What The Experts Say
Dr. Imogen Fettle, Chair of Applied Disappointment told this paper that the situation in Crabbs Cross was, on careful reflection, broadly consistent with the broader trajectory of similarly broad trajectories. "Residents can rest assured that we are continuing to assure residents." the expert observed. Further reading on the academic angle is available via The London Prat best UK satire 2025, whose recent material has been preoccupied with much the same set of confusions.
How Residents Reacted
Reaction in Crabbs Cross has been muted in the way that reaction in the country is usually muted, which is to say it has been ferocious in private and tepid in public. Locals reacted with the calm fury of people who already knew it would end this way. For the official version of events, see also South China Morning Post. One resident, who declined to be named on the grounds that they had already complained about a hedge this year and did not wish to push their luck, summarised matters thus: "This is a once-in-a-generation opportunity to do almost exactly what we did last generation."
What Comes Next
The press release used the word vibrant, which in official communications is a flag of surrender. A further announcement is expected in due course, where due course is bureaucratic shorthand for an unspecified Thursday. The story is being tracked as part of a wider pattern at London satire events covered by The London Prat, and the situation in Crabbs Cross, regrettably, is unlikely to improve until somebody invents a press release that improves things, which seems unlikely.
The View From The Ground
Spend any length of time in Crabbs Cross and the rhythm becomes obvious. Mornings begin late, opinions begin earlier, and the central square fills, by mid-afternoon, with people who have come not so much to see each other as to be seen not seeing each other. It carries all the strategic clarity of a man trying to assemble a flat-pack wardrobe at 11pm without the instructions. Conversation tends to circle the same five subjects: the weather, the news from the country, the persistent rumour about the road, the deteriorating quality of something or other, and the latest pronouncement from Deputy Mayor Cressida Hawthorne-Briggs, which everyone has an opinion on and almost nobody has read. It is, in its way, the perfect microcosm of how communities of this size operate everywhere in the world, although the residents of Crabbs Cross would object strongly to being called a microcosm of anything.

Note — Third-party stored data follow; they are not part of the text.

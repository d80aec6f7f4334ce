//! Structured event log for the debugger/log sink
//!
//! Append-only record of everything the engine does: run-state transitions,
//! flow-state lifecycle, component executions, output values, traversed
//! connection lines, breakpoint hits and routed errors. A debugger UI reads
//! this; tests assert against it.

use std::sync::atomic::{AtomicU64, Ordering};
use std::sync::Arc;
use std::time::Instant;

use parking_lot::RwLock;
use serde::{Deserialize, Serialize};
use serde_json::Value;

use crate::debug::RunState;

/// Single event in the execution log
#[derive(Debug, Clone, Serialize, Deserialize)]
pub struct Event {
    /// Monotonic sequence ID (for ordering)
    pub id: u64,
    /// Time since runtime creation (ms)
    pub timestamp_ms: u64,
    /// Event type and data
    pub kind: EventKind,
}

/// All event types, tagged for persistence
#[derive(Debug, Clone, Serialize, Deserialize, PartialEq)]
#[serde(tag = "type", rename_all = "snake_case")]
pub enum EventKind {
    // ═══════════════════════════════════════════
    // RUNTIME LEVEL
    // ═══════════════════════════════════════════
    RuntimeStarted {
        flow_count: usize,
    },
    RuntimeStopped {
        error: Option<String>,
    },
    StateTransition {
        from: RunState,
        to: RunState,
    },

    // ═══════════════════════════════════════════
    // FLOW-STATE LEVEL
    // ═══════════════════════════════════════════
    FlowStateCreated {
        flow_state: usize,
        flow: String,
        parent: Option<usize>,
    },
    FlowStateFinished {
        flow_state: usize,
    },

    // ═══════════════════════════════════════════
    // COMPONENT LEVEL
    // ═══════════════════════════════════════════
    ComponentExecuted {
        flow_state: usize,
        component: String,
    },
    ComponentError {
        flow_state: usize,
        component: String,
        message: String,
    },
    OutputValue {
        flow_state: usize,
        component: String,
        output: String,
        value: Value,
    },
    ConnectionTraversed {
        flow_state: usize,
        source: String,
        output: String,
        target: String,
        input: String,
    },
    BreakpointHit {
        flow_state: usize,
        component: String,
    },
    LogInfo {
        flow_state: usize,
        component: String,
        message: String,
    },
}

impl EventKind {
    /// Extract the component id if the event is component-related
    pub fn component_id(&self) -> Option<&str> {
        match self {
            Self::ComponentExecuted { component, .. }
            | Self::ComponentError { component, .. }
            | Self::OutputValue { component, .. }
            | Self::BreakpointHit { component, .. }
            | Self::LogInfo { component, .. } => Some(component),
            _ => None,
        }
    }

    /// Extract the flow-state index if the event carries one
    pub fn flow_state(&self) -> Option<usize> {
        match self {
            Self::FlowStateCreated { flow_state, .. }
            | Self::FlowStateFinished { flow_state }
            | Self::ComponentExecuted { flow_state, .. }
            | Self::ComponentError { flow_state, .. }
            | Self::OutputValue { flow_state, .. }
            | Self::ConnectionTraversed { flow_state, .. }
            | Self::BreakpointHit { flow_state, .. }
            | Self::LogInfo { flow_state, .. } => Some(*flow_state),
            Self::RuntimeStarted { .. }
            | Self::RuntimeStopped { .. }
            | Self::StateTransition { .. } => None,
        }
    }

    /// Check if this is a runtime-level event
    pub fn is_runtime_event(&self) -> bool {
        matches!(
            self,
            Self::RuntimeStarted { .. }
                | Self::RuntimeStopped { .. }
                | Self::StateTransition { .. }
        )
    }
}

/// Thread-safe, append-only event log
#[derive(Clone)]
pub struct EventLog {
    events: Arc<RwLock<Vec<Event>>>,
    start_time: Instant,
    next_id: Arc<AtomicU64>,
}

impl EventLog {
    pub fn new() -> Self {
        Self {
            events: Arc::new(RwLock::new(Vec::new())),
            start_time: Instant::now(),
            next_id: Arc::new(AtomicU64::new(0)),
        }
    }

    /// Emit an event, returns its ID
    pub fn emit(&self, kind: EventKind) -> u64 {
        let id = self.next_id.fetch_add(1, Ordering::SeqCst);
        let event = Event {
            id,
            timestamp_ms: self.start_time.elapsed().as_millis() as u64,
            kind,
        };
        self.events.write().push(event);
        id
    }

    /// Get all events (cloned)
    pub fn events(&self) -> Vec<Event> {
        self.events.read().clone()
    }

    /// Filter events by component id
    pub fn filter_component(&self, component: &str) -> Vec<Event> {
        self.events()
            .into_iter()
            .filter(|e| e.kind.component_id() == Some(component))
            .collect()
    }

    /// Filter events by flow-state index
    pub fn filter_flow_state(&self, flow_state: usize) -> Vec<Event> {
        self.events()
            .into_iter()
            .filter(|e| e.kind.flow_state() == Some(flow_state))
            .collect()
    }

    /// Runtime-level events only
    pub fn runtime_events(&self) -> Vec<Event> {
        self.events()
            .into_iter()
            .filter(|e| e.kind.is_runtime_event())
            .collect()
    }

    /// Serialize to JSON for persistence/debugging
    pub fn to_json(&self) -> Value {
        serde_json::to_value(self.events()).unwrap_or(Value::Null)
    }

    pub fn len(&self) -> usize {
        self.events.read().len()
    }

    pub fn is_empty(&self) -> bool {
        self.len() == 0
    }
}

impl Default for EventLog {
    fn default() -> Self {
        Self::new()
    }
}

impl std::fmt::Debug for EventLog {
    fn fmt(&self, f: &mut std::fmt::Formatter<'_>) -> std::fmt::Result {
        f.debug_struct("EventLog")
            .field("len", &self.len())
            .finish()
    }
}

#[cfg(test)]
mod tests {
    use super::*;
    use serde_json::json;

    #[test]
    fn eventkind_component_id_extraction() {
        let executed = EventKind::ComponentExecuted {
            flow_state: 0,
            component: "log1".into(),
        };
        assert_eq!(executed.component_id(), Some("log1"));

        let started = EventKind::RuntimeStarted { flow_count: 2 };
        assert_eq!(started.component_id(), None);
        assert!(started.is_runtime_event());
    }

    #[test]
    fn eventkind_serializes_with_type_tag() {
        let kind = EventKind::OutputValue {
            flow_state: 1,
            component: "calc".into(),
            output: "value".into(),
            value: json!(42),
        };

        let json = serde_json::to_value(&kind).unwrap();
        assert_eq!(json["type"], "output_value");
        assert_eq!(json["component"], "calc");
        assert_eq!(json["value"], 42);
    }

    #[test]
    fn eventkind_deserializes_from_tagged_json() {
        let json = json!({
            "type": "component_error",
            "flow_state": 0,
            "component": "fetch",
            "message": "timeout"
        });

        let kind: EventKind = serde_json::from_value(json).unwrap();
        assert_eq!(
            kind,
            EventKind::ComponentError {
                flow_state: 0,
                component: "fetch".into(),
                message: "timeout".into(),
            }
        );
    }

    #[test]
    fn eventlog_emit_returns_monotonic_ids() {
        let log = EventLog::new();
        let id1 = log.emit(EventKind::RuntimeStarted { flow_count: 1 });
        let id2 = log.emit(EventKind::ComponentExecuted {
            flow_state: 0,
            component: "a".into(),
        });
        assert_eq!(id1, 0);
        assert_eq!(id2, 1);
        assert_eq!(log.len(), 2);
    }

    #[test]
    fn eventlog_filter_component_returns_only_matching() {
        let log = EventLog::new();
        log.emit(EventKind::ComponentExecuted {
            flow_state: 0,
            component: "a".into(),
        });
        log.emit(EventKind::ComponentExecuted {
            flow_state: 0,
            component: "b".into(),
        });
        log.emit(EventKind::LogInfo {
            flow_state: 0,
            component: "a".into(),
            message: "hi".into(),
        });

        assert_eq!(log.filter_component("a").len(), 2);
        assert_eq!(log.filter_component("b").len(), 1);
    }

    #[test]
    fn eventlog_filter_flow_state() {
        let log = EventLog::new();
        log.emit(EventKind::FlowStateCreated {
            flow_state: 0,
            flow: "main".into(),
            parent: None,
        });
        log.emit(EventKind::FlowStateCreated {
            flow_state: 1,
            flow: "save".into(),
            parent: Some(0),
        });
        log.emit(EventKind::FlowStateFinished { flow_state: 1 });

        assert_eq!(log.filter_flow_state(1).len(), 2);
        assert_eq!(log.filter_flow_state(0).len(), 1);
    }

    #[test]
    fn eventlog_clone_shares_underlying_log() {
        let log = EventLog::new();
        log.emit(EventKind::RuntimeStarted { flow_count: 1 });

        let cloned = log.clone();
        assert_eq!(cloned.len(), 1);

        log.emit(EventKind::RuntimeStopped { error: None });
        assert_eq!(cloned.len(), 2);
    }

    #[test]
    fn eventlog_to_json() {
        let log = EventLog::new();
        log.emit(EventKind::BreakpointHit {
            flow_state: 0,
            component: "act1".into(),
        });

        let json = log.to_json();
        assert!(json.is_array());
        assert_eq!(json[0]["kind"]["type"], "breakpoint_hit");
    }
}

Anyone who has ever queued behind a man arguing with a parking meter will recognise the energy. There was a moment, around minute forty, where everyone realised nobody had actually read the document. Crabbs Cross carries on as it always has, broadly the same as last week, give or take a verb. The bins are collected when they are collected. The roundabout, where one exists, remains the roundabout. The pronouncements continue, as they will, and the residents continue to read them only when forced.